(DATA FOR REVIEW Opens)

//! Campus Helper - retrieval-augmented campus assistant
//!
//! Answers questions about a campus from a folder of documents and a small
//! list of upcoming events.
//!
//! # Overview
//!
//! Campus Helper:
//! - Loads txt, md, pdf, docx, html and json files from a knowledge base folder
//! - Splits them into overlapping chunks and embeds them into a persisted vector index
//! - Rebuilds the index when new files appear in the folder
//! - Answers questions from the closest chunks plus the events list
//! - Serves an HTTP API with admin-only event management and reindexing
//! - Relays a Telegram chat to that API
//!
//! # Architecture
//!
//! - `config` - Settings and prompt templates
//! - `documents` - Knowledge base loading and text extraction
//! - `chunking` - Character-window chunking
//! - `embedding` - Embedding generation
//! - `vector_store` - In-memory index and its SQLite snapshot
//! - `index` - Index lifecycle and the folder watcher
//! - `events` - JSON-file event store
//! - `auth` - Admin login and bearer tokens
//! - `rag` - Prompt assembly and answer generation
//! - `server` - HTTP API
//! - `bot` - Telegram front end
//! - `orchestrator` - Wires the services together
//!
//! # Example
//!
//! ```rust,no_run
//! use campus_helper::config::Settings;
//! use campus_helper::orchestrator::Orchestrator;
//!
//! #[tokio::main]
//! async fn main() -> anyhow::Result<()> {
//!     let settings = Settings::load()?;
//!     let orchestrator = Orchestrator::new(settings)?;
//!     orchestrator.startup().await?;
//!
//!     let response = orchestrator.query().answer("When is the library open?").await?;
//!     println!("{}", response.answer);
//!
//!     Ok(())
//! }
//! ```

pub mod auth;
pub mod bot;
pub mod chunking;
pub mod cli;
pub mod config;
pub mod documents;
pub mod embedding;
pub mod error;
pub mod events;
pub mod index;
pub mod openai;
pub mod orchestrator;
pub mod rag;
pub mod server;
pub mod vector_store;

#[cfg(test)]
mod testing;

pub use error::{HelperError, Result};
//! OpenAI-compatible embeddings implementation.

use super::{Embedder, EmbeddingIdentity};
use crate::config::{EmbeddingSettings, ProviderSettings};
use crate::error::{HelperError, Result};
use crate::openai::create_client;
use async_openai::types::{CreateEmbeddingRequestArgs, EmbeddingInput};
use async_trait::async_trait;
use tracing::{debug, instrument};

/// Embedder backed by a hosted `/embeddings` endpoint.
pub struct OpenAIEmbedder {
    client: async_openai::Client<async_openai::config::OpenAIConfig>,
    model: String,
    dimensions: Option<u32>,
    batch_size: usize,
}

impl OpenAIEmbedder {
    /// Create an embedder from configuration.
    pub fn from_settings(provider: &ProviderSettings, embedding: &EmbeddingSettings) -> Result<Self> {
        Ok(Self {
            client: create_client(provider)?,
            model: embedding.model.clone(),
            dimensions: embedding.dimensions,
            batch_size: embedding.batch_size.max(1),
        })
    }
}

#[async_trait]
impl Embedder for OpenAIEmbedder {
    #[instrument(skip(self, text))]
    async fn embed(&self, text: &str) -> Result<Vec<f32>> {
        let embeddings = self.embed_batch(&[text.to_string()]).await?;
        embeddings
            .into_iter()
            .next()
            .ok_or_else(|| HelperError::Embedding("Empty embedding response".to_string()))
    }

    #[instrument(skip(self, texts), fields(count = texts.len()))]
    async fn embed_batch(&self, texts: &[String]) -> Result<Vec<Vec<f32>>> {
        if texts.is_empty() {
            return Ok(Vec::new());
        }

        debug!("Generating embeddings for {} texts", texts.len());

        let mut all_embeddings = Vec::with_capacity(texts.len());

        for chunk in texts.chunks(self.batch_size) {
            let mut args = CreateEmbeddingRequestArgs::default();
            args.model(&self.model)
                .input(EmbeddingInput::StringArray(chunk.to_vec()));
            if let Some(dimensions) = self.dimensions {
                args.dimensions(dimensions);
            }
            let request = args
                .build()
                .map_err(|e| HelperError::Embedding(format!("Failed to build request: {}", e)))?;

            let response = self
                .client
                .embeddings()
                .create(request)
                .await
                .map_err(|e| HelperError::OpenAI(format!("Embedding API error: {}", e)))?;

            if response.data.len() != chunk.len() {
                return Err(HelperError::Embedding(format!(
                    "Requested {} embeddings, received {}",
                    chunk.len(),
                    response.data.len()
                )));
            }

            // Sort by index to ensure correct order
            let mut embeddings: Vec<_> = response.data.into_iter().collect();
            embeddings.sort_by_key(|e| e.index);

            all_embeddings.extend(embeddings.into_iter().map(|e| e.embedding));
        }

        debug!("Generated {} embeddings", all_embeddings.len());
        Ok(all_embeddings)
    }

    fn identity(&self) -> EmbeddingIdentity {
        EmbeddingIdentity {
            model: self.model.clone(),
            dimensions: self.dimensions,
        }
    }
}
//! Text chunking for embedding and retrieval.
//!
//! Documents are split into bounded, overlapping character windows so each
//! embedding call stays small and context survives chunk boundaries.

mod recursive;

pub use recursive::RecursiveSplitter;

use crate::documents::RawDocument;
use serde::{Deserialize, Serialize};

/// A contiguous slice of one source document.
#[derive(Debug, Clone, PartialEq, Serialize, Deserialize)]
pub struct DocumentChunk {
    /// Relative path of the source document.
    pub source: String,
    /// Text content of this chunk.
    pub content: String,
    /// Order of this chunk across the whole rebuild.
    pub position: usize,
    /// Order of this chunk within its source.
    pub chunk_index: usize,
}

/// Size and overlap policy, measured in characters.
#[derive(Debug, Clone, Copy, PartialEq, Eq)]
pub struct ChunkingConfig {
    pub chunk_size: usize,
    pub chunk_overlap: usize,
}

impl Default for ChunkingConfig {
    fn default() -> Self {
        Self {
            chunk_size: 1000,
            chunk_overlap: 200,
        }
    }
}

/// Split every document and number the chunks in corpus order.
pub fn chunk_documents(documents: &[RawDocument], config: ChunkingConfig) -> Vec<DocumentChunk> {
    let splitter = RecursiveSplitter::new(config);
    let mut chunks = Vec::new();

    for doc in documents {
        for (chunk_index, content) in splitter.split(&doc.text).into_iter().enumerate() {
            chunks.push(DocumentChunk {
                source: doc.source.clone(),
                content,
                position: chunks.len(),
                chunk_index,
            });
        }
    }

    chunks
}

(DATA FOR REVIEW Closes)

• HOW TO COMPLETE THIS TASK
What do the lines of the material read, from the first through the line with "the folder watcher"? Transcribe them exactly and stop there.

• SOLUTION TO THE EXERCISE
//! Campus Helper - retrieval-augmented campus assistant
//!
//! Answers questions about a campus from a folder of documents and a small
//! list of upcoming events.
//!
//! # Overview
//!
//! Campus Helper:
//! - Loads txt, md, pdf, docx, html and json files from a knowledge base folder
//! - Splits them into overlapping chunks and embeds them into a persisted vector index
//! - Rebuilds the index when new files appear in the folder
//! - Answers questions from the closest chunks plus the events list
//! - Serves an HTTP API with admin-only event management and reindexing
//! - Relays a Telegram chat to that API
//!
//! # Architecture
//!
//! - `config` - Settings and prompt templates
//! - `documents` - Knowledge base loading and text extraction
//! - `chunking` - Character-window chunking
//! - `embedding` - Embedding generation
//! - `vector_store` - In-memory index and its SQLite snapshot
//! - `index` - Index lifecycle and the folder watcher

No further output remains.